Con Emma Thompson, Brendan Gleeson, Daniel Brühl, del 2016. Sceneggiatura di Achime e Bettine von Borries. Musiche di Alexander Desplat.
Berlino
1940. Anna e Otto Quangel, una coppia di operai berlinesi, ricevono la notizia
dalla Wehrmacht che il loro unico figlio è morto al fronte. “Morto per la
patria e per il Führer”, recita il comunicato. Da questo tragico evento i due
si rendono conto di quante menzogne avesse costruito il nazismo e che tipo di
tiranno fosse Hitler – probabilmente senza neanche sapere quanto fosse vero e
che mostruosità fossero realmente in atto.
Otto
(un magnifico Brendan Gleeson), per sfogare il suo dolore, inizia a scrivere un
paio di cartoline quasi un grido di dolore e un’istigazione alla ribellione; le
lascia in punti strategici come ad esempio sulle scale interne di un palazzo di
uffici, in pieno giorno. Diventando sempre più abile nella scrittura col
pennino – usa anche i guanti per non lasciare impronte – e per lasciare le sue
cartoline illustrate, si reca in zone sempre di più lontane cambiando tram e
autobus. La moglie Anna (Emma Thompson
da Oscar) è con lui fin dall’inizio, lo sostiene, lo controlla, lo aiuta. Poi
anche lei prenderà l’iniziativa di portare autonomamente qualche cartolina in
luoghi pubblici, possibilmente affollati, come ad esempio le scuole. Otto
scriverà duecentottantacinque cartoline di cui la maggior parte verrà alla fine
recapitata a Escherich, l’ispettore di polizia (Daniel Brühl).

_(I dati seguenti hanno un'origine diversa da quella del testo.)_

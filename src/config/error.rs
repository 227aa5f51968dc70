//! Error types for configuration validation.

use thiserror::Error;

/// Error type for configuration validation.
///
/// Parsing errors are reported by clap itself; these cover values that
/// parse fine but cannot be used.
#[derive(Debug, Error)]
pub enum ConfigError {
    /// Missing required value.
    #[error("Missing required field: {field}. {hint}")]
    MissingRequired {
        /// Name of the missing field
        field: &'static str,
        /// Hint for how to provide the value
        hint: &'static str,
    },

    /// Invalid duration value.
    #[error("Invalid duration for {field}: {reason}")]
    InvalidDuration {
        /// Name of the field
        field: &'static str,
        /// Reason for invalidity
        reason: String,
    },
}

/// Well-known field names for `ConfigError` variants.
pub mod field {
    /// The expected IP field.
    pub const EXPECTED_IP: &str = "expectedip";
    /// The timeout field.
    pub const TIMEOUT: &str = "timeout";
}

impl ConfigError {
    /// Creates a `MissingRequired` error for a required field.
    #[must_use]
    pub const fn missing(field: &'static str, hint: &'static str) -> Self {
        Self::MissingRequired { field, hint }
    }
}
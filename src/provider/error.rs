//! Error types for provider queries.

use thiserror::Error;

use crate::http::HttpError;

/// Why a provider did not yield a candidate address.
///
/// The `Display` output is the exact line reported to the operator, so it
/// names the endpoint but not the underlying transport cause. The cause is
/// kept as `source` for debug logging.
#[derive(Debug, Error)]
pub enum ProviderError {
    /// Connection failure, DNS failure or timeout.
    #[error("Error retrieving {url}")]
    Transport {
        /// Endpoint that was queried
        url: &'static str,
        /// Underlying transport error
        #[source]
        source: HttpError,
    },

    /// The service answered with a non-2xx status.
    #[error("Error retrieving {url}, status code: {status}")]
    Status {
        /// Endpoint that was queried
        url: &'static str,
        /// Numeric HTTP status
        status: u16,
    },

    /// The body did not have the shape this service is known to return.
    #[error("Got unparsable response {body} from {url}")]
    Unparsable {
        /// Endpoint that was queried
        url: &'static str,
        /// Raw body as received
        body: String,
    },
}
//! The known IP-reporting services and how to read their answers.

use std::fmt;

use super::ProviderError;

const IP4ONLY_URL: &str = "http://ip4only.me/api";
const WHATISMYIP_URL: &str = "http://ipv4bot.whatismyipaddress.com";
const IPIFY_URL: &str = "https://api.ipify.org";

/// A service that reports the caller's public IPv4 address.
#[derive(Debug, Clone, Copy, PartialEq, Eq, Hash)]
pub enum ProviderKind {
    /// `ip4only.me`: comma separated line, address in the second field.
    Ip4Only,
    /// `whatismyipaddress.com`: the body is the address.
    WhatIsMyIp,
    /// `ipify.org`: the body is the address (plain text format).
    Ipify,
}

impl ProviderKind {
    /// Every known provider, in query order.
    pub const ALL: [Self; 3] = [Self::Ip4Only, Self::WhatIsMyIp, Self::Ipify];

    /// Short name used in logs.
    #[must_use]
    pub const fn name(self) -> &'static str {
        match self {
            Self::Ip4Only => "ip4only",
            Self::WhatIsMyIp => "whatismyip",
            Self::Ipify => "ipify",
        }
    }

    /// Fixed endpoint queried for this provider.
    #[must_use]
    pub const fn endpoint(self) -> &'static str {
        match self {
            Self::Ip4Only => IP4ONLY_URL,
            Self::WhatIsMyIp => WHATISMYIP_URL,
            Self::Ipify => IPIFY_URL,
        }
    }

    /// Extracts the candidate address from a raw response body.
    ///
    /// Pure function, no network access. The candidate is not validated as
    /// an IPv4 address; it is only compared as a string later on.
    ///
    /// # Errors
    ///
    /// Returns [`ProviderError::Unparsable`] when an `ip4only` body contains
    /// no comma. The other providers never fail to parse.
    pub fn parse(self, raw: &str) -> Result<String, ProviderError> {
        match self {
            Self::Ip4Only => raw
                .split(',')
                .nth(1)
                .map(str::to_owned)
                .ok_or_else(|| ProviderError::Unparsable {
                    url: self.endpoint(),
                    body: raw.to_owned(),
                }),
            Self::WhatIsMyIp | Self::Ipify => Ok(raw.to_owned()),
        }
    }
}

impl fmt::Display for ProviderKind {
    fn fmt(&self, f: &mut fmt::Formatter<'_>) -> fmt::Result {
        f.write_str(self.name())
    }
}
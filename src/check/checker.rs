//! Sequential aggregation of provider answers.

use std::time::Duration;

use crate::http::HttpClient;
use crate::provider::fetch_raw;
use crate::time::Clock;

use super::listing::{FlagList, QuotedList};
use super::{CheckOutcome, CheckProfile, FailureMode, ProviderResult};

#[cfg(test)]
#[path = "checker_tests.rs"]
mod tests;

/// Runs the IP check against the providers of a [`CheckProfile`].
///
/// Network and clock are injected, so a run can be driven entirely by
/// scripted responses in tests.
///
/// # Type Parameters
///
/// - `C`: HTTP client used to reach the providers
/// - `K`: Clock used to measure elapsed time
#[derive(Debug)]
pub struct Checker<C, K> {
    client: C,
    clock: K,
    profile: CheckProfile,
    timeout: Option<Duration>,
}

impl<C, K> Checker<C, K>
where
    C: HttpClient,
    K: Clock,
{
    /// Creates a checker with no per-request timeout.
    pub fn new(client: C, clock: K, profile: CheckProfile) -> Self {
        Self {
            client,
            clock,
            profile,
            timeout: None,
        }
    }

    /// Sets the per-provider request timeout.
    #[must_use]
    pub fn with_timeout(mut self, timeout: Option<Duration>) -> Self {
        self.timeout = timeout;
        self
    }

    /// Returns the profile this checker runs.
    #[must_use]
    pub const fn profile(&self) -> &CheckProfile {
        &self.profile
    }

    /// Queries the configured providers one after another and compares each
    /// answer with `expected_ip`.
    ///
    /// In [`FailureMode::Aggregate`] every provider is attempted. In
    /// [`FailureMode::FailFast`] the run stops after the first provider that
    /// could not be queried or parsed.
    pub async fn run(&self, expected_ip: &str) -> CheckOutcome {
        let start = self.clock.now();
        let mut results = Vec::with_capacity(self.profile.providers.len());

        for &provider in &self.profile.providers {
            let fetched = fetch_raw(&self.client, provider, self.timeout).await;
            if let Err(ref e) = fetched {
                tracing::debug!(provider = provider.name(), "Provider failed: {e:?}");
            }

            let result = ProviderResult::evaluate(provider, expected_ip, fetched);
            let stop = self.profile.mode == FailureMode::FailFast && result.is_retrieval_failure();
            results.push(result);

            if stop {
                tracing::debug!(
                    provider = provider.name(),
                    "Stopping after first provider failure"
                );
                break;
            }
        }

        let elapsed = self.clock.now().saturating_duration_since(start);
        let outcome = CheckOutcome {
            expected_ip: expected_ip.to_owned(),
            results,
            elapsed,
        };

        let flags: Vec<bool> = outcome.results.iter().map(|r| r.matched).collect();
        tracing::debug!("AllResults: {}", FlagList(&flags));
        let messages = outcome.failure_messages();
        tracing::debug!("ErrorMessages: {}", QuotedList(&messages));

        outcome
    }
}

Inizierà una caccia
all’uomo-ombra, considerato un
pericoloso sovversivo, che finirà con l’arresto della coppia e con la loro
decapitazione.
Il
regista in questo film ci mostra un’inedita Berlino (anche se forse non tutto
il film è girato lì) fatta di vicoli e di strade, viste attraverso i percorsi di
Otto e Anna nella loro piccola rivoluzione urbana: officine, palazzi d’uffici e
residenze diverse, da quelle piccolo borghesi a quelle sontuose degli
ufficiali. Non c’è la Berlino monumentale e maestosa - né Alexander Platz né
Unter den Linden - ma c’è una città vissuta quotidianamente nei luoghi
funzionali, inclusa la sede della Gestapo.
All’interno
del condominio dove vivono i Quangel, si trovano vari personaggi con le loro
mini-storie: il giudice integerrimo che si rivelerà persona buona e perbene, la
signora Rosenthal nascosta e aiutata dalla postina Vera che troverà la morte
suicidandosi, il giovane ex bambino che adesso fa parte anche lui delle SS e i due
barboni che spiano gli abitanti del palazzo per ricavarne un profitto.
Vincént
Pérez - attore svizzero con qualche esperienza di regia come Pelle
D'angelo del 2002
- crea un’ottima ricostruzione dell’epoca sottolineata dall'eccellente colonna
sonora di Alexander Desplat (premio Oscar 2015 per Gran Budapest Hotel). Descrive le violenze con scene crude e
sintetiche e ricorre alle interpretazioni magistrali di entrambi i protagonisti
che, da soli, valgono tutto il film. Tratto da un Ognuno muore solo, un romanzo
di Hans Fallada sulla resistenza berlinese famoso in Germania, presentato in
concorso alla 66ma edizione della Berlinale, Lettere da Berlino è un film notevole, a parte qualche piccolo
dubbio sullo sviluppo della vicenda – più sulla sceneggiatura che sulla regia -
e sulla non eccessivamente sottolineata suspense.